(Dataset entries)
==========
//! Per-family quality summary of a master playlist
//!
//! Used for the display quality shown next to each item and for the diagnostic
//! listing. Building a summary never selects a variant.

use super::parser::{MasterPlaylist, VariantStream};
use serde::Serialize;

/// Placeholder for families missing from the manifest
pub const NOT_AVAILABLE: &str = "Not Available";

/// Best quality found per codec family
#[derive(Clone, Debug, Default, PartialEq, Eq, Serialize)]
pub struct FamilySummary {
    /// Lossless above 48 kHz, e.g. `24bit/192.0kHz`
    pub hires: Option<String>,
    /// Lossless up to 48 kHz, e.g. `24bit/48.0kHz`
    pub lossless: Option<String>,
    /// Spatial audio bitrate, e.g. `768 kbps`
    pub atmos: Option<String>,
    /// Legacy surround bitrate
    pub dolby_audio: Option<String>,
    /// Compressed stereo bitrate
    pub aac: Option<String>,
}

impl FamilySummary {
    /// Summarize variants that are already sorted by descending bandwidth
    pub fn from_sorted(variants: &[&VariantStream]) -> Self {
        let mut summary = FamilySummary::default();
        let mut atmos_best = None;
        let mut dolby_best = None;
        let mut aac_best = None;

        for variant in variants {
            let segments = variant.group_segments();
            match variant.codecs.as_str() {
                "alac" => {
                    let Some((sample_rate, bit_depth)) = lossless_params(variant) else {
                        continue;
                    };
                    let label = lossless_display(sample_rate, bit_depth);
                    // First hit is the highest-bandwidth one
                    if sample_rate > 48_000 {
                        summary.hires.get_or_insert(label);
                    } else {
                        summary.lossless.get_or_insert(label);
                    }
                }
                "ec-3" if variant.audio_group.contains("atmos") => {
                    if let Some(kbps) = segments.last().and_then(|s| atmos_display_bitrate(s)) {
                        atmos_best = atmos_best.max(Some(kbps));
                    }
                }
                "ac-3" => {
                    if let Some(kbps) = segments.last().and_then(|s| s.parse::<u32>().ok()) {
                        dolby_best = dolby_best.max(Some(kbps));
                    }
                }
                "mp4a.40.2" => {
                    if let Some(kbps) = segments.get(2).and_then(|s| s.parse::<u32>().ok()) {
                        aac_best = aac_best.max(Some(kbps));
                    }
                }
                _ => {}
            }
        }

        summary.atmos = atmos_best.map(|kbps| format!("{kbps} kbps"));
        summary.dolby_audio = dolby_best.map(|kbps| format!("{kbps} kbps"));
        summary.aac = aac_best.map(|kbps| format!("{kbps} kbps"));
        summary
    }

    /// Single quality label, best family first
    pub fn display_quality(&self) -> String {
        if let Some(hires) = &self.hires {
            hires.clone()
        } else if let Some(lossless) = &self.lossless {
            lossless.clone()
        } else if self.atmos.is_some() {
            "Dolby Atmos".to_string()
        } else if self.dolby_audio.is_some() {
            "Dolby Audio".to_string()
        } else {
            "AAC".to_string()
        }
    }

    /// `(family, quality)` rows with missing families marked [`NOT_AVAILABLE`]
    pub fn rows(&self) -> Vec<(&'static str, String)> {
        let show = |value: &Option<String>| {
            value.clone().unwrap_or_else(|| NOT_AVAILABLE.to_string())
        };
        vec![
            ("Hi-Res Lossless", show(&self.hires)),
            ("Lossless", show(&self.lossless)),
            ("Dolby Atmos", show(&self.atmos)),
            ("Dolby Audio", show(&self.dolby_audio)),
            ("AAC", show(&self.aac)),
        ]
    }
}

/// One row of the diagnostic variant table
#[derive(Clone, Debug, PartialEq, Eq, Serialize)]
pub struct VariantRow {
    /// Codec identifier
    pub codecs: String,
    /// Audio group id
    pub audio_group: String,
    /// Peak bandwidth
    pub bandwidth: u64,
    /// Average bandwidth
    pub average_bandwidth: u64,
}

/// Diagnostic report for one manifest
#[derive(Clone, Debug, PartialEq, Eq, Serialize)]
pub struct ManifestInventory {
    /// Label shown in the status table
    pub display_quality: String,
    /// Per-family summary
    pub families: FamilySummary,
    /// Variants by descending average bandwidth
    pub variants: Vec<VariantRow>,
}

/// Build the diagnostic report
pub fn inventory(playlist: &MasterPlaylist) -> ManifestInventory {
    let sorted = playlist.variants_by_bandwidth();
    let families = FamilySummary::from_sorted(&sorted);
    ManifestInventory {
        display_quality: families.display_quality(),
        variants: sorted
            .iter()
            .map(|v| VariantRow {
                codecs: v.codecs.clone(),
                audio_group: v.audio_group.clone(),
                bandwidth: v.bandwidth,
                average_bandwidth: v.average_bandwidth,
            })
            .collect(),
        families,
    }
}

/// `(sample_rate, bit_depth)` from the last two segments of an ALAC group id
pub(crate) fn lossless_params(variant: &VariantStream) -> Option<(u32, u32)> {
    let segments = variant.group_segments();
    let [.., rate, depth] = segments.as_slice() else {
        return None;
    };
    Some((rate.parse().ok()?, depth.parse().ok()?))
}

fn lossless_display(sample_rate: u32, bit_depth: u32) -> String {
    format!("{bit_depth}bit/{:.1}kHz", f64::from(sample_rate) / 1000.0)
}

/// Spatial-audio bitrate for display.
///
/// Workaround: some catalogs encode the bitrate suffix as a 4-character value with
/// a spurious leading `2` (e.g. `2768` for 768 kbps). Only that exact shape is
/// corrected; selection compares the raw suffix against the ceiling.
fn atmos_display_bitrate(suffix: &str) -> Option<u32> {
    let digits = match suffix.strip_prefix('2') {
        Some(rest) if suffix.len() == 4 => rest,
        _ => suffix,
    };
    digits.parse().ok()
}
==========
[Task to carry out]
All of the records shown above should be reproduced exactly.

[Answer space]
//! Per-family quality summary of a master playlist
//!
//! Used for the display quality shown next to each item and for the diagnostic
//! listing. Building a summary never selects a variant.

use super::parser::{MasterPlaylist, VariantStream};
use serde::Serialize;

/// Placeholder for families missing from the manifest
pub const NOT_AVAILABLE: &str = "Not Available";

/// Best quality found per codec family
#[derive(Clone, Debug, Default, PartialEq, Eq, Serialize)]
pub struct FamilySummary {
    /// Lossless above 48 kHz, e.g. `24bit/192.0kHz`
    pub hires: Option<String>,
    /// Lossless up to 48 kHz, e.g. `24bit/48.0kHz`
    pub lossless: Option<String>,
    /// Spatial audio bitrate, e.g. `768 kbps`
    pub atmos: Option<String>,
    /// Legacy surround bitrate
    pub dolby_audio: Option<String>,
    /// Compressed stereo bitrate
    pub aac: Option<String>,
}

impl FamilySummary {
    /// Summarize variants that are already sorted by descending bandwidth
    pub fn from_sorted(variants: &[&VariantStream]) -> Self {
        let mut summary = FamilySummary::default();
        let mut atmos_best = None;
        let mut dolby_best = None;
        let mut aac_best = None;

        for variant in variants {
            let segments = variant.group_segments();
            match variant.codecs.as_str() {
                "alac" => {
                    let Some((sample_rate, bit_depth)) = lossless_params(variant) else {
                        continue;
                    };
                    let label = lossless_display(sample_rate, bit_depth);
                    // First hit is the highest-bandwidth one
                    if sample_rate > 48_000 {
                        summary.hires.get_or_insert(label);
                    } else {
                        summary.lossless.get_or_insert(label);
                    }
                }
                "ec-3" if variant.audio_group.contains("atmos") => {
                    if let Some(kbps) = segments.last().and_then(|s| atmos_display_bitrate(s)) {
                        atmos_best = atmos_best.max(Some(kbps));
                    }
                }
                "ac-3" => {
                    if let Some(kbps) = segments.last().and_then(|s| s.parse::<u32>().ok()) {
                        dolby_best = dolby_best.max(Some(kbps));
                    }
                }
                "mp4a.40.2" => {
                    if let Some(kbps) = segments.get(2).and_then(|s| s.parse::<u32>().ok()) {
                        aac_best = aac_best.max(Some(kbps));
                    }
                }
                _ => {}
            }
        }

        summary.atmos = atmos_best.map(|kbps| format!("{kbps} kbps"));
        summary.dolby_audio = dolby_best.map(|kbps| format!("{kbps} kbps"));
        summary.aac = aac_best.map(|kbps| format!("{kbps} kbps"));
        summary
    }

    /// Single quality label, best family first
    pub fn display_quality(&self) -> String {
        if let Some(hires) = &self.hires {
            hires.clone()
        } else if let Some(lossless) = &self.lossless {
            lossless.clone()
        } else if self.atmos.is_some() {
            "Dolby Atmos".to_string()
        } else if self.dolby_audio.is_some() {
            "Dolby Audio".to_string()
        } else {
            "AAC".to_string()
        }
    }

    /// `(family, quality)` rows with missing families marked [`NOT_AVAILABLE`]
    pub fn rows(&self) -> Vec<(&'static str, String)> {
        let show = |value: &Option<String>| {
            value.clone().unwrap_or_else(|| NOT_AVAILABLE.to_string())
        };
        vec![
            ("Hi-Res Lossless", show(&self.hires)),
            ("Lossless", show(&self.lossless)),
            ("Dolby Atmos", show(&self.atmos)),
            ("Dolby Audio", show(&self.dolby_audio)),
            ("AAC", show(&self.aac)),
        ]
    }
}

/// One row of the diagnostic variant table
#[derive(Clone, Debug, PartialEq, Eq, Serialize)]
pub struct VariantRow {
    /// Codec identifier
    pub codecs: String,
    /// Audio group id
    pub audio_group: String,
    /// Peak bandwidth
    pub bandwidth: u64,
    /// Average bandwidth
    pub average_bandwidth: u64,
}

/// Diagnostic report for one manifest
#[derive(Clone, Debug, PartialEq, Eq, Serialize)]
pub struct ManifestInventory {
    /// Label shown in the status table
    pub display_quality: String,
    /// Per-family summary
    pub families: FamilySummary,
    /// Variants by descending average bandwidth
    pub variants: Vec<VariantRow>,
}

/// Build the diagnostic report
pub fn inventory(playlist: &MasterPlaylist) -> ManifestInventory {
    let sorted = playlist.variants_by_bandwidth();
    let families = FamilySummary::from_sorted(&sorted);
    ManifestInventory {
        display_quality: families.display_quality(),
        variants: sorted
            .iter()
            .map(|v| VariantRow {
                codecs: v.codecs.clone(),
                audio_group: v.audio_group.clone(),
                bandwidth: v.bandwidth,
                average_bandwidth: v.average_bandwidth,
            })
            .collect(),
        families,
    }
}

/// `(sample_rate, bit_depth)` from the last two segments of an ALAC group id
pub(crate) fn lossless_params(variant: &VariantStream) -> Option<(u32, u32)> {
    let segments = variant.group_segments();
    let [.., rate, depth] = segments.as_slice() else {
        return None;
    };
    Some((rate.parse().ok()?, depth.parse().ok()?))
}

fn lossless_display(sample_rate: u32, bit_depth: u32) -> String {
    format!("{bit_depth}bit/{:.1}kHz", f64::from(sample_rate) / 1000.0)
}

/// Spatial-audio bitrate for display.
///
/// Workaround: some catalogs encode the bitrate suffix as a 4-character value with
/// a spurious leading `2` (e.g. `2768` for 768 kbps). Only that exact shape is
/// corrected; selection compares the raw suffix against the ceiling.
fn atmos_display_bitrate(suffix: &str) -> Option<u32> {
    let digits = match suffix.strip_prefix('2') {
        Some(rest) if suffix.len() == 4 => rest,
        _ => suffix,
    };
    digits.parse().ok()
}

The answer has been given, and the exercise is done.